--- Data extracts Enclosed Below ---
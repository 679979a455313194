//! The notification collaborator.

use crate::error::CollaboratorError;
use serde::{Deserialize, Serialize};
use std::fmt;

#[derive(Debug, Clone, Copy, PartialEq, Eq, PartialOrd, Ord, Serialize, Deserialize)]
#[serde(rename_all = "snake_case")]
pub enum Severity {
    Info,
    Warning,
    Critical,
}

impl fmt::Display for Severity {
    fn fmt(&self, f: &mut fmt::Formatter<'_>) -> fmt::Result {
        f.write_str(match self {
            Severity::Info => "info",
            Severity::Warning => "warning",
            Severity::Critical => "critical",
        })
    }
}

#[derive(Debug, Clone, Copy, PartialEq, Eq, Hash, Serialize, Deserialize)]
#[serde(rename_all = "snake_case")]
pub enum NotificationKind {
    RateExpiring,
    RateMissing,
    CandidatesPending,
}

#[derive(Debug, Clone, PartialEq, Serialize, Deserialize)]
pub struct Notification {
    pub audience: String,
    pub kind: NotificationKind,
    pub severity: Severity,
    pub title: String,
    pub message: String,
    pub metadata: serde_json::Value,
}

pub trait Notifier {
    fn notify(&mut self, notification: &Notification) -> Result<(), CollaboratorError>;
}

/// Writes notifications to the log, at a level matching their severity.
#[derive(Debug, Default)]
pub struct LogNotifier;

impl Notifier for LogNotifier {
    fn notify(&mut self, n: &Notification) -> Result<(), CollaboratorError> {
        let level = match n.severity {
            Severity::Info => log::Level::Info,
            Severity::Warning => log::Level::Warn,
            Severity::Critical => log::Level::Error,
        };
        log::log!(level, "[{}] {}: {} ({})", n.audience, n.title, n.message, n.metadata);
        Ok(())
    }
}

/// Keeps notifications in memory.
#[derive(Debug, Default)]
pub struct MemoryNotifier {
    sent: Vec<Notification>,
}

impl MemoryNotifier {
    pub fn new() -> Self {
        Self::default()
    }

    pub fn sent(&self) -> &[Notification] {
        &self.sent
    }

    pub fn of_kind(&self, kind: NotificationKind) -> impl Iterator<Item = &Notification> {
        self.sent.iter().filter(move |n| n.kind == kind)
    }
}

impl Notifier for MemoryNotifier {
    fn notify(&mut self, notification: &Notification) -> Result<(), CollaboratorError> {
        self.sent.push(notification.clone());
        Ok(())
    }
}
//! Rate sourcing: fetch candidate rates from external publishers,
//! classify them, and hand them to a human for approval.

pub mod approval;
pub mod candidate;
pub mod fetch;
pub mod parse;
pub mod pipeline;
pub mod sources;
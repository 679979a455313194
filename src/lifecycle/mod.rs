//! Plan lifecycle and the collaborators it reports to.

pub mod collaborators;
pub mod plan_service;
pub mod statistics;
--- End of Enclosed Data extracts ---
Task brief: Where does the word "lifecycle" occur in the data? Copy every line that has it.

Solution to the problem:
filename src/lifecycle/mod.rs
//! Plan lifecycle and the collaborators it reports to.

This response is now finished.